Wille: There's a civic organization in Chicago, the Metropolitan Planning Council, that was formed, I believe, in the 1930s, a private, not-for-profit group, to promote good city planning, in housing and environmental issues. I had worked with them on a number of stories on slum housing and urban renewal and deficiencies in the city's building code enforcement. The planning council was also very interested in the preservation of Chicago's lakefront parks, which are unique in this country, perhaps in the world. For any major industrial city to reserve almost all of its lakefront for public use is rare.
Periodically, something happened that endangered one of the parks; there would be a proposal to build something on it or to lease it for some use that was not open to the public. For example, the building of Chicago's convention center, McCormick Place, on the lakefront is probably the biggest planning mistake in the city's history. After several lost fights to prevent erosion of the public's use of the lakefront, the Metropolitan Planning Council decided it would be useful to write a history of the lakefront parks and how they came to be open, clear and free.
The director of the planning council, Dorothy Rubel, whom I had worked with on a housing series, asked me if I would be interested in writing it and said that council volunteers would help me with the research. They had already done a lot of research on it.
I was hesitant at first because it's difficult doing that while you're working full-time, especially a job that wasn't nine to five, where I'd often work 12 to 16 hours a day. But it was an issue I was very interested in and I respected the people at the planning council and was supportive of their cause. So I arranged to take, along with vacation time, perhaps six weeks off. I did a lot of the research on weekends and off-hours and then used the bulk of that six weeks for additional research and wrote it in my free time.
It begins with the origins of the city—the origins of the lake, actually, which goes back to the Ice Age. Chicago exists today in the form it does because of this felicitous confluence of lake and rivers leading to the Mississippi River system so you can get a continuous movement really from the St.
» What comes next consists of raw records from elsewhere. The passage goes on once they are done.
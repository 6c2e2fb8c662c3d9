use crate::{
    auth::{
        auth::AuthUser,
        jwt::{generate_access_token, generate_refresh_token, verify_token},
        password::{hash_password, verify_password},
    },
    config::Config,
    error::{AppError, AppResult},
    model::role::Role,
    models::{LoginReqDto, MessageResponse, RegisterReq, TokenPair, TokenType, UserSql},
    utils::email_registry,
};
use actix_web::{HttpRequest, HttpResponse, Responder, web};
use sqlx::MySqlPool;
use tracing::{debug, error, info, instrument};

const MIN_PASSWORD_LEN: usize = 8;

fn bearer(req: &HttpRequest) -> Option<&str> {
    req.headers()
        .get("Authorization")
        .and_then(|h| h.to_str().ok())
        .and_then(|h| h.strip_prefix("Bearer "))
}

fn validate_registration(user: &RegisterReq) -> AppResult<()> {
    if user.full_name.trim().is_empty() {
        return Err(AppError::validation("Full name must not be empty"));
    }
    let email = user.email.trim();
    if email.is_empty() || !email.contains('@') {
        return Err(AppError::validation("A valid email is required"));
    }
    if user.password.chars().count() < MIN_PASSWORD_LEN {
        return Err(AppError::validation(format!(
            "Password must be at least {} characters",
            MIN_PASSWORD_LEN
        )));
    }
    Ok(())
}

/// Interns may self-register; only a signed-in leader can create another leader.
fn resolve_role(requested: Option<Role>, caller: Option<&AuthUser>) -> AppResult<Role> {
    match requested.unwrap_or(Role::Intern) {
        Role::Intern => Ok(Role::Intern),
        Role::Leader if caller.is_some_and(AuthUser::is_leader) => Ok(Role::Leader),
        Role::Leader => Err(AppError::forbidden(
            "Only a leader can register another leader",
        )),
    }
}

async fn store_refresh_token(
    pool: &MySqlPool,
    user_id: u64,
    jti: &str,
    exp: usize,
) -> Result<(), sqlx::Error> {
    sqlx::query(
        r#"
        INSERT INTO refresh_tokens (user_id, jti, expires_at)
        VALUES (?, ?, FROM_UNIXTIME(?))
        "#,
    )
    .bind(user_id)
    .bind(jti)
    .bind(exp as i64)
    .execute(pool)
    .await
    .map(|_| ())
}

fn sign_pair(config: &Config, user_id: u64, email: &str, role: u8) -> AppResult<(TokenPair, String, usize)> {
    let access_token = generate_access_token(
        user_id,
        email.to_string(),
        role,
        &config.jwt_secret,
        config.access_token_ttl,
    )
    .map_err(|e| AppError::Internal(format!("Failed to sign access token: {e}")))?;

    let (refresh_token, refresh_claims) = generate_refresh_token(
        user_id,
        email.to_string(),
        role,
        &config.jwt_secret,
        config.refresh_token_ttl,
    )
    .map_err(|e| AppError::Internal(format!("Failed to sign refresh token: {e}")))?;

    Ok((
        TokenPair {
            access_token,
            refresh_token,
        },
        refresh_claims.jti,
        refresh_claims.exp,
    ))
}

/// Register an intern account, or a leader account when called by a leader
#[utoipa::path(
    post,
    path = "/auth/register",
    request_body = RegisterReq,
    responses(
        (status = 201, description = "Account created", body = MessageResponse),
        (status = 400, description = "Invalid payload", body = MessageResponse),
        (status = 403, description = "Leader accounts need a leader's token", body = MessageResponse),
        (status = 409, description = "Email already registered", body = MessageResponse)
    ),
    tag = "Auth"
)]
pub async fn register(
    caller: Option<AuthUser>,
    user: web::Json<RegisterReq>,
    pool: web::Data<MySqlPool>,
) -> AppResult<impl Responder> {
    validate_registration(&user)?;
    let role = resolve_role(user.role, caller.as_ref())?;

    let email = email_registry::normalize(&user.email);

    if !email_registry::is_available(&email, pool.get_ref()).await {
        return Err(AppError::conflict("Email already registered"));
    }

    let hashed = hash_password(&user.password)
        .map_err(|e| AppError::Internal(format!("Failed to hash password: {e}")))?;

    sqlx::query(r#"INSERT INTO users (full_name, email, password, role_id) VALUES (?, ?, ?, ?)"#)
        .bind(user.full_name.trim())
        .bind(&email)
        .bind(hashed)
        .bind(role.id())
        .execute(pool.get_ref())
        .await
        .map_err(|e| AppError::from_db_with_conflict(e, "Email already registered"))?;

    email_registry::mark_taken(&email).await;
    info!(%email, role = %role, "Account registered");

    Ok(HttpResponse::Created().json(MessageResponse::new("Account registered successfully")))
}

/// Exchange credentials for an access/refresh token pair
#[utoipa::path(
    post,
    path = "/auth/login",
    request_body = LoginReqDto,
    responses(
        (status = 200, description = "Logged in", body = TokenPair),
        (status = 400, description = "Missing credentials", body = MessageResponse),
        (status = 401, description = "Invalid credentials", body = MessageResponse)
    ),
    tag = "Auth"
)]
#[instrument(name = "auth_login", skip(pool, config, user), fields(email = %user.email))]
pub async fn login(
    user: web::Json<LoginReqDto>,
    pool: web::Data<MySqlPool>,
    config: web::Data<Config>,
) -> AppResult<impl Responder> {
    info!("Login request received");

    if user.email.trim().is_empty() || user.password.is_empty() {
        return Err(AppError::validation("Email and password are required"));
    }

    let email = email_registry::normalize(&user.email);

    debug!("Fetching user from database");
    let db_user = sqlx::query_as::<_, UserSql>(
        r#"
        SELECT id, email, password, role_id, is_active
        FROM users
        WHERE email = ?
        "#,
    )
    .bind(&email)
    .fetch_optional(pool.get_ref())
    .await?
    .ok_or_else(|| {
        info!("Invalid credentials: user not found");
        AppError::Unauthorized("Invalid credentials".into())
    })?;

    if !db_user.is_active {
        info!(user_id = db_user.id, "Login refused: account disabled");
        return Err(AppError::Unauthorized("Account disabled".into()));
    }

    if let Err(e) = verify_password(&user.password, &db_user.password) {
        info!(error = %e, "Invalid credentials: password mismatch");
        return Err(AppError::Unauthorized("Invalid credentials".into()));
    }

    let (pair, jti, exp) = sign_pair(&config, db_user.id, &db_user.email, db_user.role_id)?;

    debug!(user_id = db_user.id, %jti, "Storing refresh token");
    store_refresh_token(pool.get_ref(), db_user.id, &jti, exp).await?;

    if let Err(e) = sqlx::query("UPDATE users SET last_login_at = NOW() WHERE id = ?")
        .bind(db_user.id)
        .execute(pool.get_ref())
        .await
    {
        // not fatal for the login itself
        error!(error = %e, "Failed to update last_login_at");
    }

    info!("Login successful");
    Ok(HttpResponse::Ok().json(pair))
}

/// Rotate a refresh token: the presented one is revoked and a new pair issued
#[utoipa::path(
    post,
    path = "/auth/refresh",
    responses(
        (status = 200, description = "New token pair", body = TokenPair),
        (status = 401, description = "Missing, invalid or revoked refresh token", body = MessageResponse)
    ),
    security(("bearer_auth" = [])),
    tag = "Auth"
)]
pub async fn refresh_token(
    req: HttpRequest,
    pool: web::Data<MySqlPool>,
    config: web::Data<Config>,
) -> AppResult<impl Responder> {
    let unauthorized = || AppError::Unauthorized("Invalid refresh token".into());

    let token = bearer(&req).ok_or_else(unauthorized)?;
    let claims = verify_token(token, &config.jwt_secret).map_err(|_| unauthorized())?;

    if claims.token_type != TokenType::Refresh {
        return Err(unauthorized());
    }

    let mut tx = pool.begin().await?;

    // revoke first; zero rows means unknown, expired or already rotated
    let revoked = sqlx::query(
        r#"
        UPDATE refresh_tokens
        SET revoked = TRUE
        WHERE jti = ? AND revoked = FALSE AND expires_at > NOW()
        "#,
    )
    .bind(&claims.jti)
    .execute(&mut *tx)
    .await?;

    if revoked.rows_affected() == 0 {
        return Err(unauthorized());
    }

    let (pair, jti, exp) = sign_pair(&config, claims.user_id, &claims.sub, claims.role)?;

    sqlx::query(
        r#"
        INSERT INTO refresh_tokens (user_id, jti, expires_at)
        VALUES (?, ?, FROM_UNIXTIME(?))
        "#,
    )
    .bind(claims.user_id)
    .bind(&jti)
    .bind(exp as i64)
    .execute(&mut *tx)
    .await?;

    tx.commit().await?;

    Ok(HttpResponse::Ok().json(pair))
}

/// Revoke a refresh token; always answers 204
#[utoipa::path(
    post,
    path = "/auth/logout",
    responses((status = 204, description = "Logged out")),
    security(("bearer_auth" = [])),
    tag = "Auth"
)]
pub async fn logout(
    req: HttpRequest,
    pool: web::Data<MySqlPool>,
    config: web::Data<Config>,
) -> impl Responder {
    let Some(token) = bearer(&req) else {
        return HttpResponse::NoContent().finish();
    };

    let claims = match verify_token(token, &config.jwt_secret) {
        Ok(c) if c.token_type == TokenType::Refresh => c,
        _ => return HttpResponse::NoContent().finish(),
    };

    // idempotent
    if let Err(e) = sqlx::query("UPDATE refresh_tokens SET revoked = TRUE WHERE jti = ?")
        .bind(&claims.jti)
        .execute(pool.get_ref())
        .await
    {
        error!(error = %e, "Failed to revoke refresh token");
    }

    HttpResponse::NoContent().finish()
}

#[cfg(test)]
mod tests {
    use super::*;
    use crate::test_support::{app_config, bearer_for, lazy_pool};
    use actix_web::{App, ResponseError, http::StatusCode, test as atest};
    use serde_json::json;

    fn req(full_name: &str, email: &str, password: &str) -> RegisterReq {
        RegisterReq {
            full_name: full_name.into(),
            email: email.into(),
            password: password.into(),
            role: None,
        }
    }

    fn caller(role: Role) -> AuthUser {
        AuthUser {
            user_id: 1,
            email: "lead@company.com".into(),
            role,
        }
    }

    #[test]
    fn registration_requires_every_field() {
        assert!(validate_registration(&req("Nadia", "nadia@company.com", "longenough")).is_ok());
        assert!(validate_registration(&req(" ", "nadia@company.com", "longenough")).is_err());
        assert!(validate_registration(&req("Nadia", "not-an-email", "longenough")).is_err());
        assert!(validate_registration(&req("Nadia", "nadia@company.com", "short")).is_err());
    }

    #[test]
    fn self_registration_is_intern_only() {
        assert_eq!(resolve_role(None, None).unwrap(), Role::Intern);
        assert_eq!(resolve_role(Some(Role::Intern), None).unwrap(), Role::Intern);

        let err = resolve_role(Some(Role::Leader), None).unwrap_err();
        assert_eq!(err.status_code(), StatusCode::FORBIDDEN);

        let intern = caller(Role::Intern);
        assert!(resolve_role(Some(Role::Leader), Some(&intern)).is_err());
    }

    #[test]
    fn leaders_can_register_leaders() {
        let leader = caller(Role::Leader);
        assert_eq!(resolve_role(Some(Role::Leader), Some(&leader)).unwrap(), Role::Leader);
        assert_eq!(resolve_role(None, Some(&leader)).unwrap(), Role::Intern);
    }

    #[actix_web::test]
    async fn anonymous_leader_registration_is_forbidden() {
        let config = app_config();
        let app = atest::init_service(
            App::new()
                .app_data(web::Data::new(lazy_pool()))
                .app_data(web::Data::new(config.clone()))
                .route("/auth/register", web::post().to(register)),
        )
        .await;

        let body = json!({
            "full_name": "Mallory",
            "email": "mallory@company.com",
            "password": "longenough",
            "role": "leader"
        });

        let req = atest::TestRequest::post()
            .uri("/auth/register")
            .set_json(&body)
            .to_request();
        let resp = atest::call_service(&app, req).await;
        assert_eq!(resp.status(), StatusCode::FORBIDDEN);

        // an intern's token does not unlock it either
        let req = atest::TestRequest::post()
            .uri("/auth/register")
            .insert_header(("Authorization", bearer_for(3, Role::Intern, &config)))
            .set_json(&body)
            .to_request();
        let resp = atest::call_service(&app, req).await;
        assert_eq!(resp.status(), StatusCode::FORBIDDEN);
    }
}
Lawrence Seaway down to the Gulf of Mexico.
One reason Chicago is founded where it was, the French explorers who came down from Green Bay realized that this area had great potential because it could be portaged to get to the Mississippi. And the Indians who lived here, the Potawatomi, showed the French explorers how to portage, and where a canal could be built to lead directly from the lake to the Mississippi. So that early history was very interesting to me. Chicago was founded because of that lakefront, river-edge location.
But very early, about the time the city was incorporated, the state-appointed canal commissioners who were to chart the new canal that would enable barges to move to the Mississippi waterways plotted the land along the lakefront of the new town and wrote on their map: "Forever open clear and free." They envisioned public recreational use all along the lakefront.